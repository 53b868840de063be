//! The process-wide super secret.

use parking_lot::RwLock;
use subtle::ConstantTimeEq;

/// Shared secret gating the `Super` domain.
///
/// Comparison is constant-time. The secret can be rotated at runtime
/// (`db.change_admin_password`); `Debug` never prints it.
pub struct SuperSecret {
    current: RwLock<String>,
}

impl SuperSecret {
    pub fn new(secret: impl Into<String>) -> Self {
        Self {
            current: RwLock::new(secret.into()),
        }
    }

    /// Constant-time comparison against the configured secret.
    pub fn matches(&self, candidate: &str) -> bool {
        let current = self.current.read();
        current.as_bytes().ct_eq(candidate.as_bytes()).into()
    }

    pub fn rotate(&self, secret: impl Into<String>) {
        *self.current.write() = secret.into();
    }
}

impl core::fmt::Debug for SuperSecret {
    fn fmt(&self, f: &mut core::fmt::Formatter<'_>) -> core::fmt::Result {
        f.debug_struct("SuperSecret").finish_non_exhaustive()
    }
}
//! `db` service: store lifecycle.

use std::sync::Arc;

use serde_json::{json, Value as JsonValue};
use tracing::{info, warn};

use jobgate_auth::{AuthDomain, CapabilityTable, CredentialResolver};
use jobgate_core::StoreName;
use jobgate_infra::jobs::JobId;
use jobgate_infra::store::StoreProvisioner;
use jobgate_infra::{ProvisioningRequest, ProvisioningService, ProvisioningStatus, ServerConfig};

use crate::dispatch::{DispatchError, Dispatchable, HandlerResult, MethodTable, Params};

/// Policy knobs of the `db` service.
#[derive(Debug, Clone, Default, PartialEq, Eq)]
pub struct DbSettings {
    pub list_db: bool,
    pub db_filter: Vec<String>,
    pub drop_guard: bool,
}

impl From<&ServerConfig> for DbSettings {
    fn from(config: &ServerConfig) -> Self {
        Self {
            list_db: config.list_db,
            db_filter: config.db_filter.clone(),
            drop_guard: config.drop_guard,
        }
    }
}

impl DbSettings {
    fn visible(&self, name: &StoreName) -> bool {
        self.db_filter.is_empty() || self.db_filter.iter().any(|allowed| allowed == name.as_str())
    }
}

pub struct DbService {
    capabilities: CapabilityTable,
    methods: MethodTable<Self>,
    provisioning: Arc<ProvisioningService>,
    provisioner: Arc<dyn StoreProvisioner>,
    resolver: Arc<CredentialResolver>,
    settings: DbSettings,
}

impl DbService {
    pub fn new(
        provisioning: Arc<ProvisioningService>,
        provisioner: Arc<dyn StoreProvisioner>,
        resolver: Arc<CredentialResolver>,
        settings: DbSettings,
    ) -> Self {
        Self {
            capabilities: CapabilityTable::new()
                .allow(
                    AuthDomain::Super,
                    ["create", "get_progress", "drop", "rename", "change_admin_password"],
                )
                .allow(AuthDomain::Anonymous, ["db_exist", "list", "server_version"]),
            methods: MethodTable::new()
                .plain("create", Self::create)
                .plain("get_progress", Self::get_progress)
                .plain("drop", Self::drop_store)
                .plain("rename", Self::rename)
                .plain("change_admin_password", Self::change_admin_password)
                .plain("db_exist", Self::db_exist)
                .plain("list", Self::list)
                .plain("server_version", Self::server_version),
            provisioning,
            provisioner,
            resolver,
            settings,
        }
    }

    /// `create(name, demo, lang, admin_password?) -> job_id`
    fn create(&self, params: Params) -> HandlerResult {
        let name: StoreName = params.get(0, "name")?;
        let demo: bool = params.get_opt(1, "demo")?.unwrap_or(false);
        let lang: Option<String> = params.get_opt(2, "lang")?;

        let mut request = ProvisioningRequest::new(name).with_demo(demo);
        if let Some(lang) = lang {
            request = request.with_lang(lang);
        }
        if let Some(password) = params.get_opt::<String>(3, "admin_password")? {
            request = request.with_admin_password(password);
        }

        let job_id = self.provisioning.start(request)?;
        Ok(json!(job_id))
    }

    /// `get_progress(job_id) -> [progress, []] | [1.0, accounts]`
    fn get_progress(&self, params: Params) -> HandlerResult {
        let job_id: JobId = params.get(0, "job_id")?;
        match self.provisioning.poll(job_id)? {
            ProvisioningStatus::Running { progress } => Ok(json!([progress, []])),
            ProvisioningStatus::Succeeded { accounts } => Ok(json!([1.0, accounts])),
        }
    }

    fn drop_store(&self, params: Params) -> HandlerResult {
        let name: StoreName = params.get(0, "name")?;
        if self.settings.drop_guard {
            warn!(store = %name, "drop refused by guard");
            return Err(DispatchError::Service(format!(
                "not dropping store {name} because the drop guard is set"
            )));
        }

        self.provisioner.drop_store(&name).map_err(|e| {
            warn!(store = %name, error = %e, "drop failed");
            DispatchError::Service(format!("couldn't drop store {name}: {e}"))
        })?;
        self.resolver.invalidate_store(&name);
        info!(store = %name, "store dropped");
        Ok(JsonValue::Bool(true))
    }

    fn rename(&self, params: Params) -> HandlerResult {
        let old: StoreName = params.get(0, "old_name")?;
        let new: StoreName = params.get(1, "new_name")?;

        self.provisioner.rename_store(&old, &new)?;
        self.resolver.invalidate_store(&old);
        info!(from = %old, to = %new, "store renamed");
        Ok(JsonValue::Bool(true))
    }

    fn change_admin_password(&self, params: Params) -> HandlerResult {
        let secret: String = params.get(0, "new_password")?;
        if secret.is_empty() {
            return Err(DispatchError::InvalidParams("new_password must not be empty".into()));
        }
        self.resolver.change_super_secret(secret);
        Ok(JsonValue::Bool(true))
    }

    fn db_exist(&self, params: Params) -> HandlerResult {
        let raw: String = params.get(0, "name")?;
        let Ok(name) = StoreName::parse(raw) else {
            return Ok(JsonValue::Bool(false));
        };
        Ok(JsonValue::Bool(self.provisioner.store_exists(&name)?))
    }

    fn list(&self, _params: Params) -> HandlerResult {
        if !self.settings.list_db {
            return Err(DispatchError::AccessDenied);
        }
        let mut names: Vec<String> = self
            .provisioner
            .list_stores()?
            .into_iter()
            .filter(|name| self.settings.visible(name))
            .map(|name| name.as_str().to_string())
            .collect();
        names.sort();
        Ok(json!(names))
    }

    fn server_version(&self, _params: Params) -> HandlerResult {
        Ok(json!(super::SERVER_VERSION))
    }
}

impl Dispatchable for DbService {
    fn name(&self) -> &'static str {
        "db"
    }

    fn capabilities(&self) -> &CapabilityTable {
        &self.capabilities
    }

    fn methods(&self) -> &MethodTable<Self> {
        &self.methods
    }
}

■ WHAT IS BEING ASKED
Please transcribe only the lines in the records above running from the line that has "info!(from = %old, to" through the line that has "let raw: String", both included, exactly as they appear.

■ TASK RESULT
        info!(from = %old, to = %new, "store renamed");
        Ok(JsonValue::Bool(true))
    }

    fn change_admin_password(&self, params: Params) -> HandlerResult {
        let secret: String = params.get(0, "new_password")?;
        if secret.is_empty() {
            return Err(DispatchError::InvalidParams("new_password must not be empty".into()));
        }
        self.resolver.change_super_secret(secret);
        Ok(JsonValue::Bool(true))
    }

    fn db_exist(&self, params: Params) -> HandlerResult {
        let raw: String = params.get(0, "name")?;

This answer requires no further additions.